Objective: Oxidative DNA damage is involved in mutation, cell death, carcinogenesis, and aging. Since biflavonoid amentoflavone exhibited beneficial effects on DNA, we therefore investigated its protection against •OH-induced DNA oxidative damage then discussed the mechanism. It will enhance the understanding of interaction between biflavonoid vs DNA mediated by free radicals. Methods: The protective effect of amentoflavone against •OH-induced DNA damage was measured using our method. To explore the mechanism, it was further determined by •OH-induced bases damage, deoxyribose damage, and various antioxidant assays.
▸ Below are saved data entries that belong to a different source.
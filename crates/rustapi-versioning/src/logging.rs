//! Structured log events emitted while resolving and dispatching
#![allow(unused_variables)]

use crate::tracing_macros::{trace_debug, trace_error, trace_info};
use crate::version::ApiVersion;

pub(crate) fn ambiguous_actions(action_names: &str) {
    trace_error!(
        ambiguous_actions = action_names,
        "Request matched multiple actions resulting in ambiguity"
    );
}

pub(crate) fn constraint_mismatch(
    route_name: &str,
    route_version: &ApiVersion,
    requested: &ApiVersion,
) {
    trace_debug!(
        route = route_name,
        route_version = %route_version,
        requested = %requested,
        "Route did not match the requested API version"
    );
}

pub(crate) fn api_version_unspecified(path: &str, default: &ApiVersion) {
    trace_info!(
        path = path,
        default_version = %default,
        "Request did not specify an API version and no candidate route could assume the default"
    );
}

pub(crate) fn api_version_unmatched(version: &ApiVersion, path: &str, candidates: &str) {
    trace_info!(
        api_version = %version,
        path = path,
        candidates = candidates,
        "Candidate actions were found, but none matched the requested API version"
    );
}

pub(crate) fn api_version_unsupported(version: &ApiVersion, path: &str) {
    trace_info!(
        api_version = %version,
        path = path,
        "Resource exists, but not for the requested API version"
    );
}

pub(crate) fn api_version_invalid(token: &str) {
    trace_info!(
        api_version = token,
        "Request contained an API version that is not valid"
    );
}

pub(crate) fn api_version_ambiguous(tokens: &[String]) {
    trace_info!(
        api_versions = %tokens.join(", "),
        "Request contained multiple distinct API versions"
    );
}

pub(crate) fn route_matched(route_name: &str, version: &ApiVersion, action: &str) {
    trace_debug!(
        route = route_name,
        api_version = %version,
        action = action,
        "Request dispatched"
    );
}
Results: Amentoflavone increased dose-dependently its protective percentages against •OHinduced damage on DNA, bases, and deoxyribose; The IC50 were 31.85±4.75, 198.75±33.53, 147.14±20.95, 75.15±10.52, 93.75±16.36, 167.69±13.90, and 137.95±19.86 μM, respectively for DNA, cytosine, uracil, adenine, thymine, guanine, and deoxyribose damages. Radical-scavenging assays suggested that amentoflavone could effectively scavenge •O2 -, DPPH•, ABTS•+ radicals (IC50 values were respectively 8.98±0.23, 432.25±84.05, 7.25±0.35 μM). Conclusions: Based on the mechanistic analysis, it is concluded that amentoflavone can effectively protect against •OH-induced oxidative damage DNA (including base & deoxyribose moieties), via deoxynucleotide radical repairing, and reactive oxygen species (ROS) scavenging approaches which may be mediated by donating hydrogen atom (H•) and electron (e). Further analysis indicated that both scavenging and repairing approaches can be primarily attributed to its antioxidant mechanism which may ultimately arise from to the stability of its oxidized product semi-quinone form. Its protection against DNA damage may be generally responsible for the radioprotective and anti-inflammation effects.